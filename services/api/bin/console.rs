//! Terminal front-end for a single group discussion.
//!
//! Every line typed on stdin is submitted as one contribution. `/finish`
//! (or end of input) closes the discussion and prints the feedback.

use anyhow::{Context, bail};
use clap::Parser;
use crossfire_api::{
    config::Config, prompts::prompts_for, state::AppState, telemetry::init_tracing,
};
use crossfire_core::{
    engine::{DiscussionEngine, SessionUpdate},
    random::{RandomSource, StdRandom},
    runtime::SessionRuntime,
};
use std::io::BufRead;
use tokio::sync::mpsc;

#[derive(Parser, Debug)]
#[command(version, about = "Practice a group interview in the terminal")]
struct Args {
    /// Case to discuss. Generated from --company when omitted.
    #[arg(long)]
    topic: Option<String>,

    /// Company used to generate a case when no --topic is given.
    #[arg(long)]
    company: Option<String>,

    /// Position the candidates are interviewing for.
    #[arg(long, default_value = "产品经理")]
    job_title: String,

    /// Seed for reproducible speaker selection and delays.
    #[arg(long)]
    seed: Option<u64>,

    /// Overrides MAX_ROUNDS.
    #[arg(long, value_parser = clap::value_parser!(u32).range(1..))]
    max_rounds: Option<u32>,
}

#[tokio::main]
async fn main() -> anyhow::Result<()> {
    let args = Args::parse();
    let mut config = Config::from_env().context("Failed to load configuration")?;
    init_tracing(config.log_level);

    if let Some(max_rounds) = args.max_rounds {
        config.engine.scheduler.max_rounds = max_rounds;
    }
    let prompts = prompts_for(&config)?;
    let state = AppState::from_config(config, prompts)?;

    let topic = match (args.topic, args.company) {
        (Some(topic), _) => topic,
        (None, Some(company)) => {
            state
                .case_service
                .generate_topic(&company, &args.job_title)
                .await?
        }
        (None, None) => bail!("either --topic or --company is required"),
    };

    let rng: Box<dyn RandomSource> = match args.seed {
        Some(seed) => Box::new(StdRandom::seeded(seed)),
        None => Box::new(StdRandom::from_entropy()),
    };
    let engine = DiscussionEngine::new(
        topic.clone(),
        args.job_title.clone(),
        state.roster.as_ref().clone(),
        state.config.engine.clone(),
        rng,
    );

    println!("题目：{topic}");
    println!("岗位：{}", args.job_title);
    for member in state.roster.members() {
        println!("  {} ({})", member.name, member.archetype);
    }
    println!("输入发言后回车提交，输入 /finish 结束讨论。\n");

    let (handle, mut updates_rx, runtime) = SessionRuntime::spawn(engine, state.generator.clone());
    let mut lines = spawn_stdin_reader();
    let mut stdin_open = true;

    loop {
        tokio::select! {
            line = lines.recv(), if stdin_open => match line {
                Some(line) => match line.trim() {
                    "" => {}
                    "/finish" | "/quit" => {
                        stdin_open = false;
                        handle.finish().await?;
                    }
                    text => {
                        handle.type_text(text).await?;
                        handle.submit().await?;
                    }
                },
                None => {
                    stdin_open = false;
                    handle.finish().await?;
                }
            },
            update = updates_rx.recv() => {
                let Some(update) = update else { break };
                if let SessionUpdate::Finished { transcript, interruptions, round_count } = &update {
                    println!("\n讨论结束：{round_count} 轮，打断 {interruptions} 次。");
                    let feedback = state
                        .feedback_service
                        .generate_feedback(&topic, &args.job_title, transcript, *interruptions)
                        .await?;
                    println!("{}", serde_json::to_string_pretty(&feedback)?);
                    break;
                }
                print_update(&state, &update);
            },
        }
    }

    drop(handle);
    runtime.await?;
    Ok(())
}

/// Forwards stdin lines from a detached thread.
fn spawn_stdin_reader() -> mpsc::Receiver<String> {
    let (tx, rx) = mpsc::channel(16);
    std::thread::spawn(move || {
        for line in std::io::stdin().lock().lines() {
            let Ok(line) = line else { break };
            if tx.blocking_send(line).is_err() {
                break;
            }
        }
    });
    rx
}

fn print_update(state: &AppState, update: &SessionUpdate) {
    match update {
        SessionUpdate::TurnStarted { turn } => {
            let name = state
                .roster
                .get(&turn.speaker_id)
                .map_or(turn.speaker_id.as_str(), |p| p.name.as_str());
            println!("({name} 正在思考...)");
        }
        SessionUpdate::TurnEnded {
            speaker_id,
            succeeded: false,
            ..
        } => println!("({speaker_id} 没有发言)"),
        SessionUpdate::Contribution { contribution } => {
            println!("[{}] {}", contribution.display_name, contribution.text);
        }
        SessionUpdate::Interruption { event } if event.occurred => {
            println!("(你打断了当前发言)");
        }
        SessionUpdate::Rounds {
            round_count,
            max_rounds,
            ceiling_reached,
        } => {
            if *ceiling_reached {
                println!("(已达到 {max_rounds} 轮上限，其他组员不再主动发言)");
            } else {
                tracing::debug!(round_count, max_rounds, "Round completed");
            }
        }
        SessionUpdate::Rejected { reason } => println!("(提交被拒绝：{reason})"),
        _ => {}
    }
}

» EXERCISE BRIEF
Nothing but a number is expected: how many lines in the listing above contain "roster"?

» THE COMPLETED TASK
3